“Kurban bukan hanya ritual, tapi cara kita mengabarkan cinta, dari Makassar untuk dunia,”
Udara pagi itu masih basah oleh embun, ketika takbir bergema dari berbagai penjuru kota. Di tengah-tengah halaman lapang Masjid Agung 45 Maksssar, tempat warga menunaikan Sholat Idul Adha, aroma tanah basah bercampur haru dan harapan.
Namun, ada sesuatu yang berbeda tahun ini, tidak ada kantong plastik bergelantungan di tangan para panitia kurban. Sebagai gantinya, tampak rapi ratusan besek bambu, anyaman tangan dari para perajin lokal, berisi daging kurban yang siap dibagikan.
Inilah Festival Kurban 2025, sebuah inisiatif kemanusiaan dari Bosowa Peduli, yang tak sekadar menyembelih hewan, tetapi merayakan semangat berbagi dan menjaga bumi.

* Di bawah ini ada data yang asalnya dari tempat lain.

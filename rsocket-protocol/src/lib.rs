//! # rsocket-protocol
//!
//! Frame model and wire codec for the RSocket protocol.
//!
//! This crate provides:
//! - Typed frames for every RSocket frame type, with flag predicates
//! - Binary encoding/decoding of individual frames
//! - Length-prefixed framing for byte-stream transports
//! - Wire error codes and protocol constants

pub mod codec;
pub mod error;
pub mod frame;

pub use codec::{Decoder, Encoder, FRAME_LENGTH_SIZE};
pub use error::{ErrorCode, ProtocolError};
pub use frame::{
    Flags, Frame, FrameBody, FrameType, Payload, Setup, FRAME_HEADER_SIZE, METADATA_LENGTH_SIZE,
    REQUEST_N_SIZE,
};

/// Protocol major version supported by this implementation.
pub const MAJOR_VERSION: u16 = 1;

/// Protocol minor version supported by this implementation.
pub const MINOR_VERSION: u16 = 0;

/// Default port for RSocket over TCP.
pub const DEFAULT_PORT: u16 = 7878;

/// Largest valid stream ID (31 bits).
pub const MAX_STREAM_ID: u32 = 0x7FFF_FFFF;

/// Largest request N on the wire; this value means unbounded demand.
pub const MAX_REQUEST_N: u32 = 0x7FFF_FFFF;

/// Maximum encoded frame length expressible by the 24-bit length prefix.
pub const MAX_FRAME_LENGTH: usize = 0xFF_FFFF;
//! # rsocket-core
//!
//! Transport-agnostic RSocket stream engine.
//!
//! This crate provides:
//! - State machines for the four interaction models, on both sides
//! - Payload fragmentation and reassembly
//! - Credit-based flow control and lease gating
//! - A multiplexer that routes frames and local signals to streams

pub mod error;
pub mod fragmenter;
pub mod lease;
pub mod multiplexer;
pub mod reassembler;
pub mod responder;
pub mod signal;
mod stream;
pub mod subscriber;

#[cfg(test)]
mod test_support;

pub use error::RSocketError;
pub use fragmenter::{fragment, is_fragmentable, Fragments, MIN_FRAGMENT_SIZE};
pub use lease::{LeaseDecision, LeaseManager, LeasePolicy};
pub use multiplexer::{Multiplexer, MultiplexerConfig, Role};
pub use reassembler::FragmentsHolder;
pub use responder::{RejectAll, Responder};
pub use signal::{OpenRequest, Requester, Signal, StreamHandle, StreamKey, StreamSignal};
pub use subscriber::{
    ChannelSubscriber, ExtensionReceiver, NoopChannelSubscriber, NoopSubscription, Subscriber,
    Subscription,
};
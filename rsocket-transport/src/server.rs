//! TCP server implementation.

use crate::config::{Config, ConnectionConfig, LeaseConfig};
use crate::connection::Connection;
use crate::error::TransportError;
use dashmap::DashMap;
use rsocket_core::Responder;
use std::net::SocketAddr;
use std::sync::atomic::{AtomicBool, AtomicU64, Ordering};
use std::sync::Arc;
use std::time::{Duration, Instant};
use tokio::net::TcpListener;
use tokio::sync::broadcast;
use uuid::Uuid;

/// Server configuration.
#[derive(Debug, Clone)]
pub struct ServerConfig {
    /// Address to bind to.
    pub bind_addr: SocketAddr,
    /// Maximum concurrent connections.
    pub max_connections: usize,
    /// Time allowed for a new connection to send SETUP.
    pub setup_timeout: Duration,
    /// Per-connection protocol settings.
    pub connection: ConnectionConfig,
    /// Lease settings honored when a client asks for lease.
    pub lease: LeaseConfig,
}

impl Default for ServerConfig {
    fn default() -> Self {
        Self::from_config(&Config::default())
    }
}

impl ServerConfig {
    pub fn new(bind_addr: SocketAddr) -> Self {
        Self {
            bind_addr,
            ..Default::default()
        }
    }

    /// Builds a server configuration from the loaded file/env configuration.
    pub fn from_config(config: &Config) -> Self {
        Self {
            bind_addr: config.network.bind_addr,
            max_connections: config.network.max_connections,
            setup_timeout: config.network.setup_timeout(),
            connection: config.connection.clone(),
            lease: config.lease.clone(),
        }
    }

    pub fn with_max_connections(mut self, max_connections: usize) -> Self {
        self.max_connections = max_connections;
        self
    }

    pub fn with_connection(mut self, connection: ConnectionConfig) -> Self {
        self.connection = connection;
        self
    }

    pub fn with_lease(mut self, lease: LeaseConfig) -> Self {
        self.lease = lease;
        self
    }
}

/// Server statistics.
#[derive(Debug, Default)]
pub struct ServerStats {
    pub connections_total: AtomicU64,
    pub connections_active: AtomicU64,
    pub connections_rejected: AtomicU64,
    pub setup_failures: AtomicU64,
    pub errors_total: AtomicU64,
}

/// A connection currently served.
#[derive(Debug, Clone)]
pub struct ConnectionInfo {
    pub id: Uuid,
    pub peer: SocketAddr,
    pub connected_at: Instant,
    pub lease: bool,
}

/// TCP server accepting RSocket connections.
pub struct Server {
    config: ServerConfig,
    responder: Arc<dyn Responder>,
    stats: Arc<ServerStats>,
    connections: Arc<DashMap<Uuid, ConnectionInfo>>,
    shutdown: broadcast::Sender<()>,
    running: AtomicBool,
    local_addr: parking_lot::Mutex<Option<SocketAddr>>,
}

impl Server {
    /// Creates a new server answering requests with `responder`.
    pub fn new(config: ServerConfig, responder: Arc<dyn Responder>) -> Self {
        let (shutdown_tx, _) = broadcast::channel(1);
        Self {
            config,
            responder,
            stats: Arc::new(ServerStats::default()),
            connections: Arc::new(DashMap::new()),
            shutdown: shutdown_tx,
            running: AtomicBool::new(false),
            local_addr: parking_lot::Mutex::new(None),
        }
    }

    /// Binds the configured address and serves until shutdown.
    pub async fn run(&self) -> Result<(), TransportError> {
        let listener = TcpListener::bind(self.config.bind_addr).await?;
        self.serve(listener).await
    }

    /// Serves connections from an already bound listener until shutdown.
    pub async fn serve(&self, listener: TcpListener) -> Result<(), TransportError> {
        let local_addr = listener.local_addr()?;
        let mut shutdown_rx = self.shutdown.subscribe();
        *self.local_addr.lock() = Some(local_addr);
        self.running.store(true, Ordering::SeqCst);
        tracing::info!("Server listening on {}", local_addr);

        loop {
            tokio::select! {
                result = listener.accept() => {
                    match result {
                        Ok((tcp_stream, addr)) => {
                            if self.stats.connections_active.load(Ordering::Relaxed)
                                >= self.config.max_connections as u64
                            {
                                tracing::warn!("Connection limit reached, rejecting {}", addr);
                                self.stats.connections_rejected.fetch_add(1, Ordering::Relaxed);
                                continue;
                            }
                            tcp_stream.set_nodelay(true).ok();

                            self.stats.connections_total.fetch_add(1, Ordering::Relaxed);
                            self.stats.connections_active.fetch_add(1, Ordering::Relaxed);

                            let config = self.config.clone();
                            let responder = self.responder.clone();
                            let stats = self.stats.clone();
                            let connections = self.connections.clone();
                            let conn_shutdown = self.shutdown.subscribe();

                            tokio::spawn(async move {
                                let accepted = Connection::accept(
                                    tcp_stream,
                                    &config.connection,
                                    &config.lease,
                                    config.setup_timeout,
                                    responder,
                                )
                                .await;

                                match accepted {
                                    Ok((connection, negotiated)) => {
                                        let id = connection.id();
                                        tracing::info!("Client connected: {} ({})", addr, id);
                                        connections.insert(id, ConnectionInfo {
                                            id,
                                            peer: addr,
                                            connected_at: Instant::now(),
                                            lease: negotiated.lease,
                                        });

                                        let result = connection.with_shutdown(conn_shutdown).run().await;
                                        if let Err(e) = result {
                                            tracing::debug!("Connection {} error: {}", addr, e);
                                            stats.errors_total.fetch_add(1, Ordering::Relaxed);
                                        }

                                        connections.remove(&id);
                                        tracing::info!("Client disconnected: {}", addr);
                                    }
                                    Err(e) => {
                                        tracing::warn!("[{}] SETUP failed: {}", addr, e);
                                        stats.setup_failures.fetch_add(1, Ordering::Relaxed);
                                    }
                                }

                                stats.connections_active.fetch_sub(1, Ordering::Relaxed);
                            });
                        }
                        Err(e) => {
                            tracing::error!("Accept error: {}", e);
                        }
                    }
                }
                _ = shutdown_rx.recv() => {
                    tracing::info!("Server shutting down");
                    break;
                }
            }
        }

        self.running.store(false, Ordering::SeqCst);
        Ok(())
    }

    /// Initiates server shutdown. Open connections send a CONNECTION_CLOSE
    /// error and stop.
    pub fn shutdown(&self) {
        let _ = self.shutdown.send(());
    }

    /// Returns whether the server is running.
    pub fn is_running(&self) -> bool {
        self.running.load(Ordering::SeqCst)
    }

    /// Address the listener is bound to, once serving.
    pub fn local_addr(&self) -> Option<SocketAddr> {
        *self.local_addr.lock()
    }

    /// Returns server statistics.
    pub fn stats(&self) -> &ServerStats {
        &self.stats
    }

    /// Snapshot of the connections currently served.
    pub fn connections(&self) -> Vec<ConnectionInfo> {
        self.connections
            .iter()
            .map(|entry| entry.value().clone())
            .collect()
    }
}

#[cfg(test)]
mod tests {
    use super::*;
    use rsocket_core::RejectAll;

    #[tokio::test]
    async fn test_server_basic() {
        let server = Server::new(
            ServerConfig::new("127.0.0.1:0".parse().unwrap()),
            Arc::new(RejectAll),
        );
        assert!(!server.is_running());
        assert!(server.local_addr().is_none());
        assert!(server.connections().is_empty());
    }

    #[tokio::test]
    async fn test_server_shutdown_stops_accept_loop() {
        let server = Arc::new(Server::new(
            ServerConfig::new("127.0.0.1:0".parse().unwrap()),
            Arc::new(RejectAll),
        ));
        let listener = TcpListener::bind("127.0.0.1:0").await.unwrap();
        let addr = listener.local_addr().unwrap();

        let task = {
            let server = server.clone();
            tokio::spawn(async move { server.serve(listener).await })
        };
        while !server.is_running() {
            tokio::task::yield_now().await;
        }
        assert_eq!(server.local_addr(), Some(addr));

        server.shutdown();
        task.await.unwrap().unwrap();
        assert!(!server.is_running());
    }

    #[test]
    fn test_config_from_file_config() {
        let mut config = Config::default();
        config.network.max_connections = 3;
        config.lease.enabled = true;
        let server_config = ServerConfig::from_config(&config);
        assert_eq!(server_config.max_connections, 3);
        assert!(server_config.lease.enabled);
        assert_eq!(server_config.setup_timeout, Duration::from_secs(10));
    }
}
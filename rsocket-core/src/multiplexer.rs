//! Stream registry and frame dispatch for one connection.
//!
//! The multiplexer owns every stream state machine of a connection. It is
//! sans-I/O: inbound frames go in through [`Multiplexer::dispatch`], local
//! signals through [`Multiplexer::apply`], and outbound frames are collected
//! with [`Multiplexer::take_outbound`]. All three must be driven from one
//! task.

use crate::error::RSocketError;
use crate::lease::{IssuedLease, LeaseDecision, LeaseManager, LeasePolicy};
use crate::responder::Responder;
use crate::signal::{KeyAllocator, OpenRequest, Requester, Signal, StreamHandle, StreamKey};
use crate::stream::{
    FireAndForgetRequester, FireAndForgetResponder, RequestChannelRequester,
    RequestChannelResponder, RequestResponseRequester, RequestResponseResponder,
    RequestStreamRequester, RequestStreamResponder, StreamContext, StreamHandler,
};
use bytes::Bytes;
use rsocket_protocol::{ErrorCode, Frame, FrameBody, FrameType, MAX_FRAME_LENGTH, MAX_STREAM_ID};
use std::collections::{HashMap, HashSet, VecDeque};
use std::sync::Arc;
use std::time::Instant;
use tokio::sync::mpsc;
use tracing::{debug, info, trace, warn};

/// Which end of the connection this multiplexer serves. Clients allocate
/// odd stream IDs, servers even ones.
#[derive(Debug, Clone, Copy, PartialEq, Eq)]
pub enum Role {
    Client,
    Server,
}

impl Role {
    fn first_stream_id(self) -> u32 {
        match self {
            Role::Client => 1,
            Role::Server => 2,
        }
    }
}

/// Multiplexer configuration.
#[derive(Debug, Clone)]
pub struct MultiplexerConfig {
    pub role: Role,
    /// Maximum outbound frame size. 0 fragments only what the 24-bit frame
    /// length could not carry.
    pub fragment_size: usize,
    /// Lease policy, when lease was negotiated at setup.
    pub lease: Option<LeasePolicy>,
}

impl MultiplexerConfig {
    pub fn new(role: Role) -> Self {
        Self {
            role,
            fragment_size: 0,
            lease: None,
        }
    }

    pub fn with_fragment_size(mut self, fragment_size: usize) -> Self {
        self.fragment_size = fragment_size;
        self
    }

    pub fn with_lease(mut self, policy: LeasePolicy) -> Self {
        self.lease = Some(policy);
        self
    }

    /// Frame size outbound payloads are fragmented against, never above
    /// [`MAX_FRAME_LENGTH`].
    pub fn max_frame_size(&self) -> usize {
        match self.fragment_size {
            0 => MAX_FRAME_LENGTH,
            n => n.min(MAX_FRAME_LENGTH),
        }
    }
}

/// Routes frames and signals to the streams of one connection.
pub struct Multiplexer {
    config: MultiplexerConfig,
    responder: Arc<dyn Responder>,
    streams: HashMap<StreamKey, Box<dyn StreamHandler>>,
    stream_ids: HashMap<u32, StreamKey>,
    /// Stream IDs of rejected requests whose trailing fragments are still due.
    rejected_fragments: HashSet<u32>,
    next_stream_id: u32,
    lease: Option<LeaseManager>,
    issued_lease: IssuedLease,
    outbound: VecDeque<Frame>,
    keys: KeyAllocator,
    signals_tx: mpsc::UnboundedSender<Signal>,
    signals_rx: mpsc::UnboundedReceiver<Signal>,
    closed: Option<RSocketError>,
}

Wali Kota Makassar, Munafri Arifuddin, yang hadir dalam kegiatan itu, mengingatkan pentingnya kemandirian dan kepedulian terhadap produk lokal.
“Kita tidak hanya berbagi daging. Kita berbagi kesempatan bagi UMKM lokal untuk hidup. Gunakan besek, bukan plastik. Gunakan karya anak negeri, bukan produk luar daerah,” ucapnya dalam sambutan singkat yang disambut tepuk tangan, Jumat (06/6/2025).
Langkah kecil namun bermakna itu bukan sekadar bentuk kepedulian terhadap lingkungan. Di balik setiap besek, ada tangan-tangan pengrajin dari pelosok Sulawesi Selatan, ada ekonomi keluarga yang tersambung, ada kebanggaan yang tumbuh.
Head of Bosowa Peduli, Hafit Timor Mas’us, mengatakan, festival ini juga menjadi perayaan kolaborasi dan gotong royong. Sebanyak 98 ekor sapi dan 8 ekor kambing disalurkan.
Beberapa disembelih di lokasi festival, sementara sisanya didistribusikan ke berbagai daerah di Indonesia hingga 2 ekor sapi secara khusus dikirimkan untuk saudara-saudara di Palestina, melalui mitra kemanusiaan internasional.
“Kurban bukan hanya ritual, tapi cara kita mengabarkan cinta, dari Makassar untuk dunia,” ujar Hafit.
Tak sedikit warga yang merasa haruh saat menerima daging kurban. Bukan karena banyak atau sedikitnya jumlah, tapi karena cara penyampaiannya yang begitu manusiawi: hangat, rapi dan tanpa merusak bumi.
Ditengah-tengah antrian menukar kupon dengan paket daging kurban, seorang pria paruh baya bernama Mirhan, menggenggam erat besek kurban yang ia terima. Mirhan adalah salah sekuriti Menara Bosowa.
“Terakhir saya makan daging? Tahun lalu juga, pas kurban begini. Tapi baru kali ini dibungkus begini bagus. Bikin hati saya hangat,” katanya, seraya tersenyum.
Kurban tahun ini tidak hanya membawa daging ke meja makan warga. Ia membawa pesan, bahwa berbagi bisa dilakukan dengan cinta, dengan kepedulian pada lingkungan, dan dengan melibatkan mereka yang sering tak terlihat.
Dan dalam besek-besek bambu itu, tersimpan lebih dari daging. Ada harapan, ada empati, dan ada cerita tentang kota yang ingin tumbuh bukan hanya lebih besar, tapi lebih baik.